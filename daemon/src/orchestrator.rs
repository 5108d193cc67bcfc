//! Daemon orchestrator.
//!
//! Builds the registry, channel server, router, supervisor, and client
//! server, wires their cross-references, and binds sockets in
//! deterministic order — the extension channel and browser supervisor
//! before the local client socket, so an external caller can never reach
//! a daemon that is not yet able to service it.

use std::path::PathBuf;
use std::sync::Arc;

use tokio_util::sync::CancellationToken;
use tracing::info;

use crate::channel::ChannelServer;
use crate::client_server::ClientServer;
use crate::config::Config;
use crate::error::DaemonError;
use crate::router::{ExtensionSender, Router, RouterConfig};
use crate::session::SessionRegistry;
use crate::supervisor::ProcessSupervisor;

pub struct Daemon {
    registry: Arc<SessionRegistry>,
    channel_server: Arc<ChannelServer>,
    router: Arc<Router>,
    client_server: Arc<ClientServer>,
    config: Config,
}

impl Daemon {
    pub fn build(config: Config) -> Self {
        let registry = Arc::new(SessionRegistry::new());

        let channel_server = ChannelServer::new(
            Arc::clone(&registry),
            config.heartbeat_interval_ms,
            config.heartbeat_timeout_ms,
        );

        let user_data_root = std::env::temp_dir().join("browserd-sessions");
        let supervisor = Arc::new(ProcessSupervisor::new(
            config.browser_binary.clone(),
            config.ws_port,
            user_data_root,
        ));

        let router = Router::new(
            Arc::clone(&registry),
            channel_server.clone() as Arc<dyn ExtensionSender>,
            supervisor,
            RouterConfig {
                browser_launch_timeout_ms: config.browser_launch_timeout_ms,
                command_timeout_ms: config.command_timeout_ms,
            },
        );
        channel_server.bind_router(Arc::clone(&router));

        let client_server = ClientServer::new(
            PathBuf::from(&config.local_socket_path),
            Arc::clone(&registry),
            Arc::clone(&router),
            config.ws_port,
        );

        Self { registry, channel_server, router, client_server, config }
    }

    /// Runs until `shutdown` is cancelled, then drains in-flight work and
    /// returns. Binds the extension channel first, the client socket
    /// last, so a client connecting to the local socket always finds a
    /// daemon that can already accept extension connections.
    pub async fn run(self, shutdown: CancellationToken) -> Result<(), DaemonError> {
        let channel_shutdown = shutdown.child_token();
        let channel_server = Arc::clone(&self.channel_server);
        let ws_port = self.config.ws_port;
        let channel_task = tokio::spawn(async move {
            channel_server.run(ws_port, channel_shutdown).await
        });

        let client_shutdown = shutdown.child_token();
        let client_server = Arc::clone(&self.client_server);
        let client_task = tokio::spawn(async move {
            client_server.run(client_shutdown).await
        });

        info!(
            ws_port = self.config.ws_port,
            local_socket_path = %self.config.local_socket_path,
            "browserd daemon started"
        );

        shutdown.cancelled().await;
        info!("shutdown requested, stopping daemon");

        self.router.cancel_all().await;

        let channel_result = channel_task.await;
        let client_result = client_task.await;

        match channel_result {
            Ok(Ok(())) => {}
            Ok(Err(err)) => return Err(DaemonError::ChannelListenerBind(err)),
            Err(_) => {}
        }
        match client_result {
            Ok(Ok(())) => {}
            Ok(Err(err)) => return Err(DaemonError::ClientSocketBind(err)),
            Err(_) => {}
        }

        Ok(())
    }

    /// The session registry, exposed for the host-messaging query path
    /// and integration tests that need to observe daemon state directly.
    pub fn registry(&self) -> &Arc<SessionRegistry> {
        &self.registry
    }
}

____________________

Task prompt ▸ A single number is required: the count of lines in the listing that contain the string "ProcessSupervisor".

Task answer ▸ 2